Additionally, analysts have identified the top five most recommended stocks as ADVANC, CPALL, GULF, KTB, and MTC, each aligning with the theme of economic recovery.

Another interesting perspective from Sombat highlights investment returns, noting that although the Thai stock index dropped sharply last year causing investor concern, considering the "total return," which includes dividends (SET Total Return or SETTRI), shows a negative return of only about 5%. This illustrates clearly that dividends represent a significant capital inflow and act as a protective buffer supporting returns amid market volatility.


Opportunity to buy "dividend stocks" amid the downtrend in interest rates

Meanwhile, Nattapol Kamthakreu, Assistant Managing Director of Investment Analysis at Yuanta Securities (Thailand) Co., Ltd., shared his view on the Thai stock market, stating that a key strength this year is dividends, which will provide a strong cushion for the SET Index.

Currently, Thai listed companies have increasing operating cash flow. However, due to an unfavorable investment climate, most companies prefer to return money to shareholders rather than expand investments, resulting in an average Dividend Payout Ratio of nearly 60% in the Thai stock market.

Calculating from the market EPS estimated at about 90 baht, the Dividend EPS is 54 baht. At the current index level, this equates to a dividend yield of approximately 4.1%. If the index falls to 1,200 points, the yield would rise to 4.5%. Therefore, it is believed that the 1,200-point level will be a firm support level, as a 4.5% dividend yield will immediately attract fundamental buying.

As the U.S. Federal Reserve begins to cut interest rates below 4% with a continuing downward trend, investors will seek higher returns or "search for yield." Thus, Thai stocks are attractive due to their dividend yields and more diversified industry sectors compared to other countries in the region.

Key high-dividend sectors that foreign investors can easily access with high liquidity and dividend yields of 4–8% include banking (SCB, KBANK, BBL, KTB), energy (PTT), and telecommunications (TRUE, ADVANC).

The recommended investment strategy this year is to focus first on high-dividend stocks.
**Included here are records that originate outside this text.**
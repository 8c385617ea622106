//! X11 key-symbol name table.
//!
//! Resolves the symbolic names accepted by the X server's keysym lookup
//! (`p`, `Return`, `F5`, `XF86AudioMute`, ...) to their numeric keysym values.
//! Names are case-sensitive, exactly as the X lookup treats them: `p` and `P`
//! are different keysyms.

use serde::Serialize;
use std::fmt;

/// A resolved X11 keysym value.
///
/// There is no "no symbol" value: an unknown name is reported by
/// [`Keysym::from_name`] returning `None`, never by a sentinel keysym.
#[derive(Debug, Clone, Copy, PartialEq, Eq, Hash, PartialOrd, Ord, Serialize)]
#[serde(transparent)]
pub struct Keysym(pub u32);

impl Keysym {
    pub const SPACE: Keysym = Keysym(0x0020);
    pub const RETURN: Keysym = Keysym(0xff0d);
    pub const TAB: Keysym = Keysym(0xff09);
    pub const ESCAPE: Keysym = Keysym(0xff1b);

    /// Look up a keysym by its X11 name.
    pub fn from_name(name: &str) -> Option<Keysym> {
        if name.is_empty() {
            return None;
        }
        named(name)
            .or_else(|| latin1(name))
            .or_else(|| function_key(name))
            .or_else(|| numeric(name))
            .map(Keysym)
    }

    /// The canonical X11 name for this keysym, if it is in the table.
    pub fn name(self) -> Option<String> {
        if let Some(c) = char::from_u32(self.0).filter(|c| c.is_ascii_alphanumeric()) {
            return Some(c.to_string());
        }
        if (0xffbe..=0xffe0).contains(&self.0) {
            return Some(format!("F{}", self.0 - 0xffbe + 1));
        }
        NAMES
            .iter()
            .find(|(_, value)| *value == self.0)
            .map(|(name, _)| (*name).to_string())
    }
}

impl fmt::Display for Keysym {
    fn fmt(&self, f: &mut fmt::Formatter<'_>) -> fmt::Result {
        match self.name() {
            Some(name) => write!(f, "{name}"),
            None => write!(f, "0x{:x}", self.0),
        }
    }
}

fn named(name: &str) -> Option<u32> {
    NAMES
        .iter()
        .find(|(candidate, _)| *candidate == name)
        .map(|(_, value)| *value)
}

/// Single ASCII letters and digits name themselves.
fn latin1(name: &str) -> Option<u32> {
    let mut chars = name.chars();
    match (chars.next(), chars.next()) {
        (Some(c), None) if c.is_ascii_alphanumeric() => Some(c as u32),
        _ => None,
    }
}

/// `F1` through `F35`.
fn function_key(name: &str) -> Option<u32> {
    let digits = name.strip_prefix('F')?;
    if digits.starts_with('0') {
        return None;
    }
    match digits.parse::<u32>() {
        Ok(n @ 1..=35) => Some(0xffbe + n - 1),
        _ => None,
    }
}

/// `0x<hex>` raw keysyms and `U<hex>` Unicode keysyms.
fn numeric(name: &str) -> Option<u32> {
    if let Some(hex) = name.strip_prefix("0x") {
        return u32::from_str_radix(hex, 16).ok().filter(|v| *v != 0);
    }
    let hex = name.strip_prefix('U')?;
    if hex.is_empty() || hex.len() > 6 || !hex.chars().all(|c| c.is_ascii_hexdigit()) {
        return None;
    }
    let code = u32::from_str_radix(hex, 16).ok()?;
    match code {
        0x20..=0x7e | 0xa0..=0xff => Some(code),
        0x100..=0x10ffff => Some(0x0100_0000 | code),
        _ => None,
    }
}

const NAMES: &[(&str, u32)] = &[
    // Latin-1 punctuation
    ("space", 0x0020),
    ("exclam", 0x0021),
    ("quotedbl", 0x0022),
    ("numbersign", 0x0023),
    ("dollar", 0x0024),
    ("percent", 0x0025),
    ("ampersand", 0x0026),
    ("apostrophe", 0x0027),
    ("quoteright", 0x0027),
    ("parenleft", 0x0028),
    ("parenright", 0x0029),
    ("asterisk", 0x002a),
    ("plus", 0x002b),
    ("comma", 0x002c),
    ("minus", 0x002d),
    ("period", 0x002e),
    ("slash", 0x002f),
    ("colon", 0x003a),
    ("semicolon", 0x003b),
    ("less", 0x003c),
    ("equal", 0x003d),
    ("greater", 0x003e),
    ("question", 0x003f),
    ("at", 0x0040),
    ("bracketleft", 0x005b),
    ("backslash", 0x005c),
    ("bracketright", 0x005d),
    ("asciicircum", 0x005e),
    ("underscore", 0x005f),
    ("grave", 0x0060),
    ("quoteleft", 0x0060),
    ("braceleft", 0x007b),
    ("bar", 0x007c),
    ("braceright", 0x007d),
    ("asciitilde", 0x007e),
    // TTY function keys
    ("BackSpace", 0xff08),
    ("Tab", 0xff09),
    ("Linefeed", 0xff0a),
    ("Clear", 0xff0b),
    ("Return", 0xff0d),
    ("Pause", 0xff13),
    ("Scroll_Lock", 0xff14),
    ("Sys_Req", 0xff15),
    ("Escape", 0xff1b),
    ("Delete", 0xffff),
    // Cursor control
    ("Home", 0xff50),
    ("Left", 0xff51),
    ("Up", 0xff52),
    ("Right", 0xff53),
    ("Down", 0xff54),
    ("Prior", 0xff55),
    ("Page_Up", 0xff55),
    ("Next", 0xff56),
    ("Page_Down", 0xff56),
    ("End", 0xff57),
    ("Begin", 0xff58),
    // Misc functions
    ("Select", 0xff60),
    ("Print", 0xff61),
    ("Execute", 0xff62),
    ("Insert", 0xff63),
    ("Undo", 0xff65),
    ("Redo", 0xff66),
    ("Menu", 0xff67),
    ("Find", 0xff68),
    ("Cancel", 0xff69),
    ("Help", 0xff6a),
    ("Break", 0xff6b),
    ("Mode_switch", 0xff7e),
    ("Num_Lock", 0xff7f),
    // Keypad
    ("KP_Space", 0xff80),
    ("KP_Tab", 0xff89),
    ("KP_Enter", 0xff8d),
    ("KP_Home", 0xff95),
    ("KP_Left", 0xff96),
    ("KP_Up", 0xff97),
    ("KP_Right", 0xff98),
    ("KP_Down", 0xff99),
    ("KP_Prior", 0xff9a),
    ("KP_Page_Up", 0xff9a),
    ("KP_Next", 0xff9b),
    ("KP_Page_Down", 0xff9b),
    ("KP_End", 0xff9c),
    ("KP_Begin", 0xff9d),
    ("KP_Insert", 0xff9e),
    ("KP_Delete", 0xff9f),
    ("KP_Multiply", 0xffaa),
    ("KP_Add", 0xffab),
    ("KP_Separator", 0xffac),
    ("KP_Subtract", 0xffad),
    ("KP_Decimal", 0xffae),
    ("KP_Divide", 0xffaf),
    ("KP_0", 0xffb0),
    ("KP_1", 0xffb1),
    ("KP_2", 0xffb2),
    ("KP_3", 0xffb3),
    ("KP_4", 0xffb4),
    ("KP_5", 0xffb5),
    ("KP_6", 0xffb6),
    ("KP_7", 0xffb7),
    ("KP_8", 0xffb8),
    ("KP_9", 0xffb9),
    ("KP_Equal", 0xffbd),
    // Modifier keys
    ("Shift_L", 0xffe1),
    ("Shift_R", 0xffe2),
    ("Control_L", 0xffe3),
    ("Control_R", 0xffe4),
    ("Caps_Lock", 0xffe5),
    ("Shift_Lock", 0xffe6),
    ("Meta_L", 0xffe7),
    ("Meta_R", 0xffe8),
    ("Alt_L", 0xffe9),
    ("Alt_R", 0xffea),
    ("Super_L", 0xffeb),
    ("Super_R", 0xffec),
    ("Hyper_L", 0xffed),
    ("Hyper_R", 0xffee),
    // XF86 vendor keys
    ("XF86MonBrightnessUp", 0x1008_ff02),
    ("XF86MonBrightnessDown", 0x1008_ff03),
    ("XF86AudioLowerVolume", 0x1008_ff11),
    ("XF86AudioMute", 0x1008_ff12),
    ("XF86AudioRaiseVolume", 0x1008_ff13),
    ("XF86AudioPlay", 0x1008_ff14),
    ("XF86AudioStop", 0x1008_ff15),
    ("XF86AudioPrev", 0x1008_ff16),
    ("XF86AudioNext", 0x1008_ff17),
    ("XF86Mail", 0x1008_ff19),
    ("XF86Search", 0x1008_ff1b),
    ("XF86Calculator", 0x1008_ff1d),
    ("XF86Explorer", 0x1008_ff5d),
    ("XF86AudioPause", 0x1008_ff31),
    ("XF86AudioMicMute", 0x1008_ffb2),
];

#[cfg(test)]
mod tests {
    use super::*;

    #[test]
    fn test_letters_are_case_sensitive() {
        assert_eq!(Keysym::from_name("p"), Some(Keysym(0x70)));
        assert_eq!(Keysym::from_name("P"), Some(Keysym(0x50)));
        assert_eq!(Keysym::from_name("return"), None);
        assert_eq!(Keysym::from_name("Return"), Some(Keysym::RETURN));
    }

    #[test]
    fn test_digits_and_punctuation() {
        assert_eq!(Keysym::from_name("0"), Some(Keysym(0x30)));
        assert_eq!(Keysym::from_name("comma"), Some(Keysym(0x2c)));
        assert_eq!(Keysym::from_name("period"), Some(Keysym(0x2e)));
        assert_eq!(Keysym::from_name("space"), Some(Keysym::SPACE));
    }

    #[test]
    fn test_function_keys() {
        assert_eq!(Keysym::from_name("F1"), Some(Keysym(0xffbe)));
        assert_eq!(Keysym::from_name("F12"), Some(Keysym(0xffc9)));
        assert_eq!(Keysym::from_name("F35"), Some(Keysym(0xffe0)));
        assert_eq!(Keysym::from_name("F0"), None);
        assert_eq!(Keysym::from_name("F36"), None);
        assert_eq!(Keysym::from_name("F01"), None);
    }

    #[test]
    fn test_numeric_forms() {
        assert_eq!(Keysym::from_name("0xff0d"), Some(Keysym::RETURN));
        assert_eq!(Keysym::from_name("U20AC"), Some(Keysym(0x0100_20ac)));
        assert_eq!(Keysym::from_name("U0041"), Some(Keysym(0x41)));
        assert_eq!(Keysym::from_name("0x"), None);
        assert_eq!(Keysym::from_name("Uxyz"), None);
    }

    #[test]
    fn test_modifier_names_are_not_keysyms() {
        for name in ["alt", "super", "ctrl", "shift", "left", "middle", "right"] {
            assert_eq!(Keysym::from_name(name), None, "{name}");
        }
    }

    #[test]
    fn test_display_uses_table_name() {
        assert_eq!(Keysym::RETURN.to_string(), "Return");
        assert_eq!(Keysym(0x70).to_string(), "p");
        assert_eq!(Keysym(0xffc2).to_string(), "F5");
        assert_eq!(Keysym(0x0100_20ac).to_string(), "0x10020ac");
    }
}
As market liquidity improves and fund inflows stabilize, investors can gradually shift toward growth stocks and then mid- to small-cap stocks.

Currently, foreign holdings in Thai stocks are low, presenting opportunities for capital to flow back in. However, domestic political stability remains a crucial factor.

Historical data shows that if government formation occurs quickly, the market typically responds positively, attracting foreign investors waiting for "event plays" to reengage with Thai stocks. Conversely, delays like previous episodes pose risks of market declines.